Quantum-coherence-free precision metrology by means of difference-signal amplification

TL;DR

This paper introduces a classical difference-signal amplification (DSA) method that mimics quantum weak-value amplification, achieving enhanced measurement sensitivity without quantum coherence, and discusses its potential practical applications.

Contribution

It demonstrates that classical DSA can replicate quantum amplification effects, providing a new approach for precision metrology without quantum coherence.

Findings

Achieves similar amplification effects as JWVA without quantum coherence

Provides a simple expression for the amplified signal and characterizes precision

Identifies optimal working regimes and discusses classical post-selection methods

Abstract

The novel weak-value-amplification (WVA) scheme of precision metrology is deeply rooted in the quantum nature of destructive interference between the pre- and post-selection states.

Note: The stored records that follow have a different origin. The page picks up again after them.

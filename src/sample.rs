// Sample - time-stamped tri-axial accelerometer reading
//
// The pipeline ingests one Sample at a time from a wearable or phone IMU.
// Timestamps are monotonic microseconds from the sensor clock; axis values
// are acceleration in m/s^2. A Sample is immutable once recorded.

use serde::{Deserialize, Serialize};

/// One tri-axial accelerometer reading
#[derive(Debug, Clone, Copy, PartialEq, Serialize, Deserialize)]
pub struct Sample {
    /// Monotonic timestamp in microseconds
    pub timestamp_us: u64,
    /// Acceleration along x in m/s^2
    pub x: f32,
    /// Acceleration along y in m/s^2
    pub y: f32,
    /// Acceleration along z in m/s^2
    pub z: f32,
}

impl Sample {
    /// Create a new sample
    pub fn new(timestamp_us: u64, x: f32, y: f32, z: f32) -> Self {
        Self {
            timestamp_us,
            x,
            y,
            z,
        }
    }

    /// Euclidean magnitude of the acceleration vector
    pub fn magnitude(&self) -> f32 {
        (self.x * self.x + self.y * self.y + self.z * self.z).sqrt()
    }
}

#[cfg(test)]
mod tests {
    use super::*;

    #[test]
    fn test_magnitude() {
        let sample = Sample::new(0, 3.0, 4.0, 0.0);
        assert!((sample.magnitude() - 5.0).abs() < 1e-6);
    }

    #[test]
    fn test_serde_roundtrip() {
        let sample = Sample::new(1_000_000, 0.1, -0.2, 9.8);
        let json = serde_json::to_string(&sample).unwrap();
        let parsed: Sample = serde_json::from_str(&json).unwrap();
        assert_eq!(parsed, sample);
    }
}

And, an alternative version, termed as joint WVA (JWVA), which employs the difference-signal from the post-selection accepted and rejected results, has been found possible to achieve even better sensitivity (two orders of magnitude higher) under some technical limitations (e.g. misalignment errors). In this work, after erasing the quantum coherence, we analyze the difference-signal amplification (DSA) technique, which serves as a classical counterpart of the JWVA, and show that similar amplification effect can be achieved. We obtain a simple expression for the amplified signal, carry out characterization of precision, and point out the optimal working regime. We also discuss how to implement the post-selection of a classical mixed state. The proposed classical DSA technique holds similar technical advantages of the JWVA and may find interesting applications in practice.